A dealer margin, or dealership profit margin, is the monetary difference between the invoice price, which is the amount that a dealership pays to acquire a vehicle, and the MSRP, which is the manufacturer suggested retail price – also known as the sticker price.

1. Price Negotiations

As its name suggests, the MSRP is only a suggested price, which means that the consumer can potentially lower it by negotiating with the dealer. However, there are a few caveats to the negotiation process. For instance, by naming a price below the MSRP, the consumer can easily cut into the dealer’s profit and perhaps even lose their chance of scoring a good deal.

Why is it so easy to cut into a dealer’s profit? Because dealer margins are actually very thin. In fact, the average net profit on new cars in Canada is around 2.2 per cent. Gross profits, however, are a little higher, running between 8 and 10 per cent.

For best results, the consumer’s negotiated price should be roughly between three and seven per cent above the invoice price. To find out the invoice price on your chosen vehicle, access our free dealer cost report and fill out our Drive Away Price Worksheet, as explained in this article. With this worksheet, you will be able to show the dealer exactly how much he or she will make, while also scoring a very good deal.
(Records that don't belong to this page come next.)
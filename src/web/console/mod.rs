pub mod dashboard;
pub mod users;

use axum::{
    http::StatusCode,
    middleware,
    response::Response,
    routing::get,
    Router,
};

use crate::{
    api::{middleware::auth::SessionInfo, state::AppState},
    web::templates::{message_page, UserInfo},
};

pub fn create_console_routes(state: AppState) -> Router<AppState> {
    Router::new()
        .route("/dashboard/", get(dashboard::dashboard_page))
        .route("/users/", get(users::users_page))
        .route("/users/add/", get(users::add_user_page).post(users::add_user))
        .route("/add-admin/", get(users::add_admin_page).post(users::add_admin))
        .route(
            "/users/delete/:id/",
            get(users::delete_user_page).post(users::delete_user),
        )
        .route_layer(middleware::from_fn_with_state(
            state,
            crate::api::middleware::auth::require_console_access,
        ))
}

/// Rotates the session's CSRF token for a freshly rendered form.
pub(crate) async fn issue_csrf(state: &AppState, session: &SessionInfo) -> String {
    match state.service_context.csrf_service.issue(&session.session_id).await {
        Ok(token) => token,
        Err(e) => {
            tracing::error!("Failed to issue CSRF token: {}", e);
            String::new()
        }
    }
}

pub(crate) async fn csrf_valid(state: &AppState, session: &SessionInfo, token: &str) -> bool {
    state.service_context.csrf_service
        .verify(&session.session_id, token)
        .await
        .unwrap_or(false)
}

pub(crate) fn csrf_failure(current_user: Option<UserInfo>) -> Response {
    message_page(
        StatusCode::FORBIDDEN,
        current_user,
        "Forbidden",
        "CSRF verification failed. Request aborted.",
        "/dashboard/",
    )
}

pub(crate) fn not_found(current_user: Option<UserInfo>) -> Response {
    message_page(
        StatusCode::NOT_FOUND,
        current_user,
        "Not Found",
        "User not found",
        "/users/",
    )
}

pub(crate) fn server_error(current_user: Option<UserInfo>) -> Response {
    message_page(
        StatusCode::INTERNAL_SERVER_ERROR,
        current_user,
        "Server Error",
        "Something went wrong. The error has been logged.",
        "/dashboard/",
    )
}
2. Dealership Overhead Costs

There are other factors that can affect a dealer’s profit margin, such as dealership overhead costs – or costs that are not directly related to acquiring vehicles. Those tend to include employee salaries, building maintenance, electricity and so on. When it comes to employees, a dealership needs at least 9 to 10 of them to keep the dealership afloat:

  • Pre-delivery-inspection technician: A person that checks the new cars when they arrive from the factory and prepares them for sale (by installing accessories, refilling fluids and so on).
  • Detailer: A person that removes all the plastic packaging and cleans the exterior.
  • Porter: A person that parks and re-parks the car after test-drives.
  • Salesperson: This is self-explanatory.
  • Title clerk: A person that prepares legal document.
  • Accountant: A person that makes sure all the sales numbers are accurate.
  • Sales manager: A person that oversees the whole sales process.
  • Dealership manager: A person that oversees the whole dealership.

The true profit margin comes into effect after absolutely all costs are taken into account.

3. Manufacturer Margin Cut

Sometimes the manufacturer may raise the invoice price but not the MSRP, forcing the dealer to pay more for the vehicle. This move leaves the dealer with a lower potential profit margin, which in turn makes it tougher for the consumer to negotiate the price down. To make sure you are not depriving the dealer of his or her profit, always check the invoice price.